He softened his expression with conscious effort and smoothed his tone. “Go on,” he said softly. “Take it. You have nothing to fear—not from me.” When she didn’t move, he took half a step forward. “Really. I want you to have it.” When she still didn’t respond, didn’t reach for the knife, his smooth voice cracked wide open, his patience cracked like thin ice underfoot, and his soft expression turned thunderous. “Take it! Take it, or I’ll make you fucking scream!”

Again, her terrified gaze drifted to his face, and she bit her lower lip to stop its quivering. She lifted her hand, fingers shaking, but stopped only halfway to the knife. She peeked at him a third time—a rabbit looking up at a wolf.

“Don’t make me say it again!” he snapped. “Because if you do, I’ll say it with the fucking blade!” His harsh, staccato voice rolled around under the causeway arcing above their heads. He gave her a hard glare, and she reached for the hilt. He slapped it into her hand, and her fingers curled around it automatically. “There. Now you have the knife.” He let go, and the fourteen-inch blade dipped toward the dirt. “Careful,” he said. “That’s a hand-forged Damascus blade!”

Slowly, as if she feared he’d snatch it away if she moved too fast, she drew the knife to her chest, clutching the Bowie in a white-knuckled grip. She wrapped her other hand around it and aimed the clip point at his belly, though she couldn’t steady her hands enough to keep it from twitching and wandering.

A terrible grin spread across his face—a grin that would fit the face of any of the greatest villains on the planet. “There. You’re armed and I’m not. Now, we can have some fun. Doesn’t that sound good?” His spirit soared to strange heights, to locales both unfamiliar and unexpected. Happiness? Is that what this strange emotion is?

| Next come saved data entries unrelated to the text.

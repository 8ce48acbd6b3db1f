//! Router tests driving the full HTTP surface against a fake renderer.

#![cfg(unix)]

use std::path::PathBuf;
use std::sync::Arc;
use std::time::Duration;

use async_trait::async_trait;
use axum::body::Body;
use axum::http::{header, Request, StatusCode};
use axum::Router;
use reel_api::{create_router, ApiConfig, AppState};
use reel_media::{ClipMerger, MediaResult, MergeRequest};
use reel_models::{EffectCatalog, ParameterBuilder};
use reel_worker::{JobStore, RenderOrchestrator, WorkerConfig};
use serde_json::{json, Value};
use tempfile::TempDir;
use tokio::sync::watch;
use tower::ServiceExt;

const RENDERER_SCRIPT: &str = r#"
case "$2" in
  Slow)
    echo "Rendering 5%"
    exec sleep 30
    ;;
esac
echo "Rendering 50%"
echo "Rendering 100%"
printf 'clip-%s' "$2" > "$3"
"#;

/// Concatenates the step clips.
struct ConcatMerger;

#[async_trait]
impl ClipMerger for ConcatMerger {
    async fn merge(
        &self,
        request: &MergeRequest,
        _cancel: Option<watch::Receiver<bool>>,
    ) -> MediaResult<PathBuf> {
        let mut merged = Vec::new();
        for input in &request.inputs {
            merged.extend(tokio::fs::read(&input.path).await?);
        }
        tokio::fs::write(&request.output, merged).await?;
        Ok(request.output.clone())
    }
}

struct TestApp {
    root: TempDir,
    router: Router,
}

impl TestApp {
    fn new() -> Self {
        let root = TempDir::new().unwrap();
        std::fs::write(root.path().join("renderer.sh"), RENDERER_SCRIPT).unwrap();

        let catalog_json = json!({
            "effects": [
                {"id": "title", "composition_id": "Title", "working_dir": ".",
                 "width": 720, "height": 1280, "duration_secs": 1, "required_fields": ["text"]},
                {"id": "stars", "composition_id": "Stars", "working_dir": ".",
                 "width": 720, "height": 1280},
                {"id": "slow", "composition_id": "Slow", "working_dir": ".",
                 "width": 720, "height": 1280}
            ]
        });
        let catalog = EffectCatalog::from_json_str(&catalog_json.to_string(), root.path()).unwrap();
        let builder: Arc<dyn ParameterBuilder> = Arc::new(catalog);

        let worker = WorkerConfig {
            output_dir: root.path().join("output"),
            temp_dir: root.path().join("tmp"),
            renderer_program: "sh".to_string(),
            renderer_args: vec![root.path().join("renderer.sh").to_string_lossy().to_string()],
            job_timeout: Duration::from_secs(30),
            ..Default::default()
        };
        let orchestrator = RenderOrchestrator::new(
            worker,
            Arc::new(JobStore::new()),
            Arc::clone(&builder),
            Arc::new(ConcatMerger),
        );

        let state = AppState::new(ApiConfig::default(), orchestrator, builder);
        Self {
            root,
            router: create_router(state, None),
        }
    }

    async fn send(&self, request: Request<Body>) -> (StatusCode, axum::http::HeaderMap, Vec<u8>) {
        let response = self.router.clone().oneshot(request).await.unwrap();
        let status = response.status();
        let headers = response.headers().clone();
        let body = axum::body::to_bytes(response.into_body(), usize::MAX)
            .await
            .unwrap();
        (status, headers, body.to_vec())
    }

    async fn get(&self, uri: &str) -> (StatusCode, Value) {
        let (status, _, body) = self
            .send(Request::get(uri).body(Body::empty()).unwrap())
            .await;
        (status, serde_json::from_slice(&body).unwrap_or(Value::Null))
    }

    async fn post(&self, uri: &str, body: Value) -> (StatusCode, Value) {
        let request = Request::post(uri)
            .header(header::CONTENT_TYPE, "application/json")
            .body(Body::from(body.to_string()))
            .unwrap();
        let (status, _, body) = self.send(request).await;
        (status, serde_json::from_slice(&body).unwrap_or(Value::Null))
    }

    async fn submit(&self, uri: &str, body: Value) -> String {
        let (status, response) = self.post(uri, body).await;
        assert_eq!(status, StatusCode::ACCEPTED, "{response}");
        let job_id = response["job_id"].as_str().unwrap().to_string();
        assert_eq!(response["status_url"], format!("/jobs/{}", job_id));
        job_id
    }

    async fn wait_for_state(&self, job_id: &str, wanted: &str) -> Value {
        for _ in 0..1000 {
            let (status, snapshot) = self.get(&format!("/jobs/{}", job_id)).await;
            assert_eq!(status, StatusCode::OK);
            if snapshot["state"] == wanted {
                return snapshot;
            }
            tokio::time::sleep(Duration::from_millis(20)).await;
        }
        panic!("job {} never reached {}", job_id, wanted);
    }
}

#[tokio::test]
async fn test_health_sets_request_id_and_security_headers() {
    let app = TestApp::new();
    let request = Request::get("/health")
        .header("x-request-id", "req-123")
        .body(Body::empty())
        .unwrap();
    let (status, headers, body) = app.send(request).await;

    assert_eq!(status, StatusCode::OK);
    assert_eq!(headers["x-request-id"], "req-123");
    assert_eq!(headers["x-content-type-options"], "nosniff");
    let body: Value = serde_json::from_slice(&body).unwrap();
    assert_eq!(body["status"], "healthy");
}

#[tokio::test]
async fn test_ready_checks_directories_and_renderer() {
    let app = TestApp::new();
    let (status, body) = app.get("/ready").await;

    assert_eq!(status, StatusCode::OK, "{body}");
    assert_eq!(body["status"], "ready");
    assert!(app.root.path().join("output").is_dir());
}

#[tokio::test]
async fn test_list_effects() {
    let app = TestApp::new();
    let (status, body) = app.get("/effects").await;

    assert_eq!(status, StatusCode::OK);
    assert_eq!(body["effects"], json!(["slow", "stars", "title"]));
}

#[tokio::test]
async fn test_single_job_lifecycle_and_download() {
    let app = TestApp::new();
    let job_id = app.submit("/jobs/title", json!({"text": "Hello"})).await;

    let snapshot = app.wait_for_state(&job_id, "completed").await;
    assert_eq!(snapshot["kind"], "single");
    assert_eq!(snapshot["progress"], 100);
    assert_eq!(snapshot["download_url"], format!("/jobs/{}/download", job_id));
    assert!(snapshot["started_at"].is_string());
    assert!(snapshot.get("error").is_none());

    let request = Request::get(format!("/jobs/{}/download", job_id))
        .body(Body::empty())
        .unwrap();
    let (status, headers, body) = app.send(request).await;
    assert_eq!(status, StatusCode::OK);
    assert_eq!(headers[header::CONTENT_TYPE], "video/mp4");
    assert!(headers[header::CONTENT_DISPOSITION]
        .to_str()
        .unwrap()
        .starts_with("attachment"));
    assert_eq!(body, b"clip-Title");
}

#[tokio::test]
async fn test_validation_errors_create_no_job() {
    let app = TestApp::new();

    let (status, body) = app.post("/jobs/nope", json!({})).await;
    assert_eq!(status, StatusCode::BAD_REQUEST);
    assert_eq!(body["code"], "validation_error");

    let (status, _) = app.post("/jobs/title", json!({})).await;
    assert_eq!(status, StatusCode::BAD_REQUEST);

    let (status, _) = app.post("/jobs/title", json!({"text": "x", "fps": 0})).await;
    assert_eq!(status, StatusCode::BAD_REQUEST);

    let (status, _) = app.post("/jobs/composite", json!({"effects": []})).await;
    assert_eq!(status, StatusCode::BAD_REQUEST);

    let (_, body) = app.get("/jobs").await;
    assert_eq!(body["total"], 0);
}

#[tokio::test]
async fn test_malformed_body_is_bad_request() {
    let app = TestApp::new();
    let request = Request::post("/jobs/stars")
        .header(header::CONTENT_TYPE, "application/json")
        .body(Body::from("{not json"))
        .unwrap();
    let (status, _, _) = app.send(request).await;
    assert_eq!(status, StatusCode::BAD_REQUEST);
}

#[tokio::test]
async fn test_unknown_and_malformed_job_ids() {
    let app = TestApp::new();

    let (status, body) = app.get("/jobs/render-20260101-0000000000000001").await;
    assert_eq!(status, StatusCode::NOT_FOUND);
    assert_eq!(body["code"], "not_found");

    let (status, _) = app.get("/jobs/bad.id").await;
    assert_eq!(status, StatusCode::BAD_REQUEST);

    let (status, _) = app
        .post("/jobs/render-20260101-0000000000000001/cancel", json!({}))
        .await;
    assert_eq!(status, StatusCode::NOT_FOUND);
}

#[tokio::test]
async fn test_cancel_and_download_conflicts() {
    let app = TestApp::new();
    let job_id = app.submit("/jobs/slow", json!({})).await;
    app.wait_for_state(&job_id, "rendering").await;

    let (status, body) = app.get(&format!("/jobs/{}/download", job_id)).await;
    assert_eq!(status, StatusCode::CONFLICT);
    assert_eq!(body["code"], "conflict");

    let (status, body) = app.post(&format!("/jobs/{}/cancel", job_id), json!({})).await;
    assert_eq!(status, StatusCode::ACCEPTED);
    assert_eq!(body["cancelling"], true);

    let snapshot = app.wait_for_state(&job_id, "failed").await;
    assert_eq!(snapshot["error_code"], "cancelled");
    assert!(snapshot.get("download_url").is_none());

    let (status, _) = app.post(&format!("/jobs/{}/cancel", job_id), json!({})).await;
    assert_eq!(status, StatusCode::CONFLICT);
}

#[tokio::test]
async fn test_missing_artifact_is_distinct_not_found() {
    let app = TestApp::new();
    let job_id = app.submit("/jobs/stars", json!({})).await;
    app.wait_for_state(&job_id, "completed").await;

    std::fs::remove_file(app.root.path().join("output").join(format!("{}.mp4", job_id))).unwrap();

    let (status, body) = app.get(&format!("/jobs/{}/download", job_id)).await;
    assert_eq!(status, StatusCode::NOT_FOUND);
    assert_eq!(body["code"], "artifact_missing");
}

#[tokio::test]
async fn test_composite_job_and_listing() {
    let app = TestApp::new();
    let single = app.submit("/jobs/stars", json!({})).await;
    let composite = app
        .submit(
            "/jobs/composite",
            json!({
                "effects": [
                    {"effect_id": "title", "params": {"text": "Intro"}},
                    {"effect_id": "stars"}
                ],
                "merge_mode": "sequence"
            }),
        )
        .await;

    let snapshot = app.wait_for_state(&composite, "completed").await;
    assert_eq!(snapshot["kind"], "composite");
    app.wait_for_state(&single, "completed").await;

    let (_, _, body) = app
        .send(
            Request::get(format!("/jobs/{}/download", composite))
                .body(Body::empty())
                .unwrap(),
        )
        .await;
    assert_eq!(body, b"clip-Titleclip-Stars");

    let (status, listing) = app.get("/jobs").await;
    assert_eq!(status, StatusCode::OK);
    assert_eq!(listing["total"], 2);
    assert_eq!(listing["jobs"][0]["job_id"], composite.as_str());
    assert_eq!(listing["jobs"][1]["job_id"], single.as_str());
}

He had no idea. But the little game playing out in the hot, wet morning air made him feel…complete. None of the others had made him feel so good.

The woman darted a glance to the left and then to the right, but to the left lay a long, causeway-roofed black corridor of shadow all the way to Biscayne Bay, and to the right, a path through scrub brush and stunted trees and sugar sand and black, black shadows that led back to the First Avenue overpass—empty lanes, empty sidewalks. She stared up at him, slow anger creeping across her face, displacing her fear. “Help me!” she yelled.

He threw back his head and cackled at the moon. “Help!” he cried, mimicking her tone. “Help me! She’s got a knife! She’s going to stab me!” His shouts echoed around them like ravenous evil-eyed vultures, circling, circling, carrying on long past the point when the echoes should have faded.

She watched him through narrowed eyelids as he shouted and mocked her, slow fear leeching its way back into her expression, and her lips quivered as she asked, “What do you want?”

“Want?” He chuckled and did a little jig in the sand. “I just want to get to know you. Would that be so bad? I’ll be the first to admit I have a strange sense of humor, and I didn’t mean to scare you—well, I did, but like roller-coaster scared, not Jesus-fucking-Christ-he-is-a-psychopath scared.” He bent forward a little, staring down at her in faux concern. “I thought we’d make a cute couple. That’s why I picked you. That’s why I wanted to give you that knife. I have another just like it. A matched set.”

Her lip curled, and anger washed her face—quicker this time. “I thought you wanted…” She shook her head. “Not this sick fucking mind trip. I was ready to make love to you, to let you do whatever you wanted, but now?” She shook her head again and with more violence. “You’re fucked in the head. Fucking sick. I’m out of here.” She tried to sit up, but he planted a long-nailed hand on her forehead and pushed her back.

“That’s a little rude, don’t you think? A little insulting?” he asked in a whip-crack voice designed to cut deep. He stepped back, putting one worn-down combat boot next to the other, heels almost touching, then he squatted down, his groin an easy target if she were to kick. He rocked forward, slapping his hands down and gripping her legs tight. “My…father? It hardly matters. My mentor made the knives for me. Made them special. And for you, my dear—for this night—and when we’re done, it will take pride of place above…above his…” His voice trailed away, and a confused expression sidled across his face for a moment. But then he cocked his head to the side and let a little of his true nature creep into his expression. “How else can I see what you look like on the inside?” he asked in a tone that evoked burning brimstone, mental institutions, snake-pits from the nineteenth century, and a torturer’s workroom.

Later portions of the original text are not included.